そういえば、今週兵頭明先生と飲んだ時にも本屋さんは昆先生の本を数冊持参していました。さすが、兵頭先生です。昆先生のペンネーム〈昆豊仲〉をご存知で、「衛生学園の図書にもあるねぇ、茶色の・・・」と即答が返ってきました。昆先生の仕事がもっと一般化していたらと思うと、兵頭先生ももっと進んだ所から仕事ができたのにっていう話題が続きました。鍼灸業界は本当に無駄骨ばかりで、先人の仕事を引き継がないで進歩が全然ないそうです。いつもゼロからのスタートで、だれもが発見者みたいな態度っていうのも気に食わないと本屋さんは言っております。ただ単に勉強不足、リサーチ不足なだけなのにって一緒に嘆いていました。昆先生について兵頭先生も「70年代に鍼灸処方集を作っていたなんて、世界初だと思うよ」とかおっしゃってましたし(本屋さんは以前、石川家明先生が中心になってつくった『臨床鍼灸処方の実際』という本を作っています。「日本初の処方集」だと思って結構誇りに思ってたけどこんなに前にやってたんですねえって嬉しそうにいってまぴた)。その他「昭和鍼灸っていうのは、関東なんかどうでもよくって、関西エリアに抜きん出た人物が相当集まっていたのにねぇ。結局、柳谷素霊はある程度きっちりしたことをやりたかった節が見えるけど、竹山さんが悪いんだね。関西の情況を全然リサーチせずにメディア戦略を推し進めたからねぇ」なんていう、「へぇ~」話がどんどん出てまいりました。余談ですが、小野文恵先生が接触鍼をする前に使っていた鍼も中国鍼同様に太かったとかも聞いちゃいました。鍼を変えていく毎に患者さんのタイプが変わっていたそうですよ。

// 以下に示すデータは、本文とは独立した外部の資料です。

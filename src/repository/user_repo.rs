// ==========================================
// UserRepository - 操作人仓储
// ==========================================
// 范围: app_user 表; 审计日志 actor 的引用对象
// ==========================================

use crate::repository::error::{RepositoryError, RepositoryResult};
use rusqlite::{params, Connection, OptionalExtension};
use std::sync::{Arc, Mutex};

pub struct UserRepository {
    conn: Arc<Mutex<Connection>>,
}

impl UserRepository {
    /// 创建新的操作人仓储
    pub fn new(conn: Arc<Mutex<Connection>>) -> Self {
        Self { conn }
    }

    fn get_conn(&self) -> RepositoryResult<std::sync::MutexGuard<Connection>> {
        self.conn
            .lock()
            .map_err(|e| RepositoryError::LockError(e.to_string()))
    }

    /// 插入操作人
    pub fn insert(&self, user_id: &str, name: &str) -> RepositoryResult<()> {
        let conn = self.get_conn()?;
        conn.execute(
            "INSERT INTO app_user (user_id, name) VALUES (?, ?)",
            params![user_id, name],
        )?;
        Ok(())
    }

    /// 操作人是否存在
    pub fn exists(&self, user_id: &str) -> RepositoryResult<bool> {
        let conn = self.get_conn()?;
        let found: Option<bool> = conn
            .query_row(
                "SELECT 1 FROM app_user WHERE user_id = ?1",
                params![user_id],
                |_row| Ok(true),
            )
            .optional()?;
        Ok(found.unwrap_or(false))
    }
}

#[cfg(test)]
mod tests {
    use super::*;

    #[test]
    fn test_insert_and_exists() {
        let conn = Connection::open_in_memory().unwrap();
        crate::db::configure_sqlite_connection(&conn).unwrap();
        crate::db::init_schema(&conn).unwrap();
        let repo = UserRepository::new(Arc::new(Mutex::new(conn)));

        repo.insert("A1", "管理员一").unwrap();
        assert!(repo.exists("A1").unwrap());
        assert!(!repo.exists("A2").unwrap());
    }
}
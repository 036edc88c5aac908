// ==========================================
// 辅导排课系统 - 数据仓储层
// ==========================================
// 红线: Repository 不含业务逻辑, 只做数据映射
// 职责: 提供数据访问接口, 屏蔽数据库细节
// 约束: 所有查询使用参数化, 防止 SQL 注入
// ==========================================

pub mod assignment_repo;
pub mod audit_log_repo;
pub mod error;
pub mod settings_repo;
pub mod slot_repo;
pub mod student_repo;
pub mod teacher_repo;
pub mod user_repo;

// 重导出核心仓储
pub use assignment_repo::AssignmentRepository;
pub use audit_log_repo::AuditLogRepository;
pub use error::{RepositoryError, RepositoryResult};
pub use settings_repo::SettingsRepository;
pub use slot_repo::SlotRepository;
pub use student_repo::StudentRepository;
pub use teacher_repo::TeacherRepository;
pub use user_repo::UserRepository;
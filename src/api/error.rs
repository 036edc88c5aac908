// ==========================================
// 辅导排课系统 - API层错误类型
// ==========================================
// 职责: 定义API层错误类型, 转换Repository错误为调用方可处理的错误
// 约定: 硬约束不通过不是错误; 这里只表达基础设施失败与调用方误用
// ==========================================

use crate::repository::error::RepositoryError;
use thiserror::Error;

/// API层错误类型
#[derive(Error, Debug)]
pub enum ApiError {
    // ==========================================
    // 调用方误用
    // ==========================================
    #[error("无效输入: {0}")]
    InvalidInput(String),

    #[error("资源未找到: {0}")]
    NotFound(String),

    /// change/unassign 要求时段当前有指派
    #[error("时段 {slot_id} 当前没有指派教师")]
    NoTeacherAssigned { slot_id: String },

    // ==========================================
    // 事务性失败 (均已回滚, 无半应用状态)
    // ==========================================
    /// 审计操作人引用完整性失败 → 整个事务回滚
    #[error("引用完整性失败: {0}")]
    ReferentialIntegrity(String),

    /// 同一时段并发操作冲突; 由调用方决定是否重试
    #[error("并发冲突: {0}")]
    ConcurrencyConflict(String),

    #[error("数据库事务失败: {0}")]
    DatabaseTransactionError(String),

    // ==========================================
    // 数据访问错误
    // ==========================================
    #[error("数据库错误: {0}")]
    DatabaseError(String),

    // ==========================================
    // 通用错误
    // ==========================================
    #[error(transparent)]
    Other(#[from] anyhow::Error),
}

// ==========================================
// 从 RepositoryError 转换
// 目的: 将Repository层的技术错误转换为调用方可处理的业务错误
// ==========================================
impl From<RepositoryError> for ApiError {
    fn from(err: RepositoryError) -> Self {
        match err {
            RepositoryError::NotFound { entity, id } => {
                ApiError::NotFound(format!("{} {} 不存在", entity, id))
            }
            RepositoryError::ForeignKeyViolation(msg) => ApiError::ReferentialIntegrity(msg),
            RepositoryError::ConcurrencyConflict(msg) => ApiError::ConcurrencyConflict(msg),
            RepositoryError::LockError(msg)
            | RepositoryError::DatabaseTransactionError(msg) => {
                ApiError::DatabaseTransactionError(msg)
            }
            RepositoryError::ValidationError(msg) => ApiError::InvalidInput(msg),
            RepositoryError::UniqueConstraintViolation(msg)
            | RepositoryError::DatabaseQueryError(msg) => ApiError::DatabaseError(msg),
            RepositoryError::Other(e) => ApiError::Other(e),
        }
    }
}

// rusqlite 错误统一先经 RepositoryError 分类
impl From<rusqlite::Error> for ApiError {
    fn from(err: rusqlite::Error) -> Self {
        ApiError::from(RepositoryError::from(err))
    }
}

/// Result 类型别名
pub type ApiResult<T> = Result<T, ApiError>;
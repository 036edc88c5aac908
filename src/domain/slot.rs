// ==========================================
// 辅导排课系统 - 时段/指派领域模型
// ==========================================
// 对齐: slot / slot_seat / assignment 表
// 术语: 时段ID为“星期×节次”代码, 如 MON-0
// ==========================================

use chrono::NaiveDateTime;
use serde::{Deserialize, Serialize};

// ==========================================
// SlotSeat - 时段内的学生座位
// ==========================================
// 一个时段最多两个座位; 两座位即“一对二时段”
// NG 名单冗余在座位上, 供候选过滤直接使用
#[derive(Debug, Clone, Serialize, Deserialize)]
pub struct SlotSeat {
    pub student_id: String,          // 学生ID
    pub subject: String,             // 本时段授课科目
    pub grade: i32,                  // 学生年级
    pub ng_teacher_ids: Vec<String>, // 该生的 NG 教师名单
}

// ==========================================
// Slot - 周固定时段
// ==========================================
#[derive(Debug, Clone, Serialize, Deserialize)]
pub struct Slot {
    pub slot_id: String,        // 时段ID (星期×节次)
    pub seats: Vec<SlotSeat>,   // 已落座学生 (0..=2)
}

impl Slot {
    /// 已落座人数
    pub fn seat_count(&self) -> usize {
        self.seats.len()
    }

    /// 是否为一对二时段
    pub fn is_pair_slot(&self) -> bool {
        self.seats.len() >= 2
    }

    /// 座位间年级跨度 (max - min); 少于两座位为 0
    pub fn grade_span(&self) -> i32 {
        let grades: Vec<i32> = self.seats.iter().map(|s| s.grade).collect();
        match (grades.iter().min(), grades.iter().max()) {
            (Some(min), Some(max)) => max - min,
            _ => 0,
        }
    }
}

// ==========================================
// Assignment - 指派 (slot ↔ teacher 边)
// ==========================================
// 不变式: 每时段至多一条 (schema 以 slot_id 为主键保证)
#[derive(Debug, Clone, Serialize, Deserialize)]
pub struct Assignment {
    pub slot_id: String,             // 时段ID
    pub teacher_id: String,          // 教师ID
    pub assigned_by: String,         // 操作人ID
    pub assigned_at: NaiveDateTime,  // 指派时间
}

// ==========================================
// AssignmentLoad - 教师当前负载
// ==========================================
// 用途: 容量判定 (under_capacity) 与负载均衡打分
#[derive(Debug, Clone, Copy, Default, Serialize, Deserialize)]
pub struct AssignmentLoad {
    pub slot_count: i32,     // 已指派时段数
    pub student_count: i32,  // 已指派学生座位总数
}

#[cfg(test)]
mod tests {
    use super::*;

    fn seat(student_id: &str, grade: i32) -> SlotSeat {
        SlotSeat {
            student_id: student_id.to_string(),
            subject: "Math".to_string(),
            grade,
            ng_teacher_ids: vec![],
        }
    }

    #[test]
    fn test_grade_span_empty_slot() {
        let slot = Slot {
            slot_id: "MON-0".to_string(),
            seats: vec![],
        };
        assert_eq!(slot.grade_span(), 0);
        assert!(!slot.is_pair_slot());
    }

    #[test]
    fn test_grade_span_pair_slot() {
        let slot = Slot {
            slot_id: "MON-0".to_string(),
            seats: vec![seat("S1", 7), seat("S2", 9)],
        };
        assert_eq!(slot.grade_span(), 2);
        assert!(slot.is_pair_slot());
    }
}
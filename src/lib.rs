// ==========================================
// 辅导排课系统 - 教师指派核心库
// ==========================================
// 技术栈: Rust + SQLite
// 系统定位: 决策支持系统 (人工最终控制权)
// 职责: 候选教师推荐 + 指派事务管理
// ==========================================

// ==========================================
// 模块声明
// ==========================================

// 领域层 - 实体与类型
pub mod domain;

// 数据仓储层 - 数据访问
pub mod repository;

// 引擎层 - 业务规则 (纯函数, 无 I/O)
pub mod engine;

// API 层 - 业务接口
pub mod api;

// 数据库基础设施（连接初始化/PRAGMA 统一/内嵌 schema）
pub mod db;

// 日志系统
pub mod logging;

// ==========================================
// 重导出核心类型
// ==========================================

// 领域实体
pub use domain::{
    Assignment, AssignmentLoad, AuditLogEntry, AuditPayload, Settings, Skill, Slot, SlotSeat,
    Student, Teacher,
};

// 引擎
pub use engine::{
    CandidateFilter, CandidateScorer, FilterVerdicts, RejectionReason, ScoreBreakdown,
};

// API
pub use api::{
    ApiError, ApiResult, AssignmentApi, AssignmentRecord, Candidate, RecommendApi,
    RecommendationResult,
};

// ==========================================
// 常量定义
// ==========================================

// 系统版本
pub const VERSION: &str = env!("CARGO_PKG_VERSION");

// 系统名称
pub const APP_NAME: &str = "辅导排课系统";
// ==========================================
// 辅导排课系统 - 审计日志领域模型
// ==========================================
// 红线: 所有指派写入必须记录; 审计写入失败则整个事务回滚
// 对齐: audit_log 表 (append-only, 引擎侧从不更新/删除)
// ==========================================

use chrono::NaiveDateTime;
use serde::{Deserialize, Serialize};

// ==========================================
// AuditPayload - 按操作类型区分的载荷
// ==========================================
// 以 tagged union 固定每种操作的载荷形态,
// 避免自由 key/value 结构在读取侧反向猜字段
#[derive(Debug, Clone, PartialEq, Serialize, Deserialize)]
#[serde(tag = "action")]
pub enum AuditPayload {
    #[serde(rename = "ASSIGN")]
    Assign {
        slot_id: String,
        teacher_id: String,
        teacher_name: String,
    },
    #[serde(rename = "CHANGE")]
    Change {
        slot_id: String,
        old_teacher_id: String,
        old_teacher_name: String,
        new_teacher_id: String,
        new_teacher_name: String,
    },
    #[serde(rename = "UNASSIGN")]
    Unassign {
        slot_id: String,
        teacher_id: String,
        teacher_name: String,
    },
}

impl AuditPayload {
    /// 操作类型字符串 (用于数据库 action_type 列)
    pub fn action_type(&self) -> &'static str {
        match self {
            AuditPayload::Assign { .. } => "ASSIGN",
            AuditPayload::Change { .. } => "CHANGE",
            AuditPayload::Unassign { .. } => "UNASSIGN",
        }
    }

    /// 载荷所属的时段ID
    pub fn slot_id(&self) -> &str {
        match self {
            AuditPayload::Assign { slot_id, .. } => slot_id,
            AuditPayload::Change { slot_id, .. } => slot_id,
            AuditPayload::Unassign { slot_id, .. } => slot_id,
        }
    }
}

// ==========================================
// AuditLogEntry - 审计日志
// ==========================================
#[derive(Debug, Clone, Serialize, Deserialize)]
pub struct AuditLogEntry {
    pub audit_id: String,           // 日志ID (UUID)
    pub actor: String,              // 操作人ID (外键引用 app_user)
    pub action_ts: NaiveDateTime,   // 操作时间戳
    pub payload: AuditPayload,      // 操作载荷
}

impl AuditLogEntry {
    /// 创建新的审计日志 (UUID + 当前时间)
    pub fn new(actor: &str, payload: AuditPayload) -> Self {
        Self {
            audit_id: uuid::Uuid::new_v4().to_string(),
            actor: actor.to_string(),
            action_ts: chrono::Local::now().naive_local(),
            payload,
        }
    }
}

#[cfg(test)]
mod tests {
    use super::*;

    #[test]
    fn test_payload_json_tagged_by_action() {
        let payload = AuditPayload::Assign {
            slot_id: "MON-0".to_string(),
            teacher_id: "T1".to_string(),
            teacher_name: "教师一".to_string(),
        };

        let json = serde_json::to_value(&payload).unwrap();
        assert_eq!(json["action"], "ASSIGN");
        assert_eq!(json["slot_id"], "MON-0");

        let back: AuditPayload = serde_json::from_value(json).unwrap();
        assert_eq!(back, payload);
    }

    #[test]
    fn test_action_type_matches_variant() {
        let payload = AuditPayload::Change {
            slot_id: "MON-0".to_string(),
            old_teacher_id: "T1".to_string(),
            old_teacher_name: "教师一".to_string(),
            new_teacher_id: "T2".to_string(),
            new_teacher_name: "教师二".to_string(),
        };
        assert_eq!(payload.action_type(), "CHANGE");
        assert_eq!(payload.slot_id(), "MON-0");
    }
}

現在ワタシは昆先生の『金鍼梅花詩鈔』のテキストチェックをやらせて貰っています。例えば、今開いているページの註解には『霊樞・五禁篇、順逆篇』『素問・長刺節篇』『標幽賦』『保命集』・・・・といった文献からの引用として、「コレコレにはこう書いてあって・・・」と説明が続くのです。今の感覚では、パソコンに向かって検索をかけちゃえばキーワードで引っ張れますが、昆先生がこの仕事をされていた時代って言うのは、こんな文明の利器は存在しないのですからねぇ。頭一つ、本を引き引きやってこられたんだろうなぁと想像するに、「人間が一生にできる仕事量のマックス?」と思わずにはいられません。一層、多賀大社の講演が楽しみになりましたです。「イメージとしては老中医そのままの風貌」だそうです……。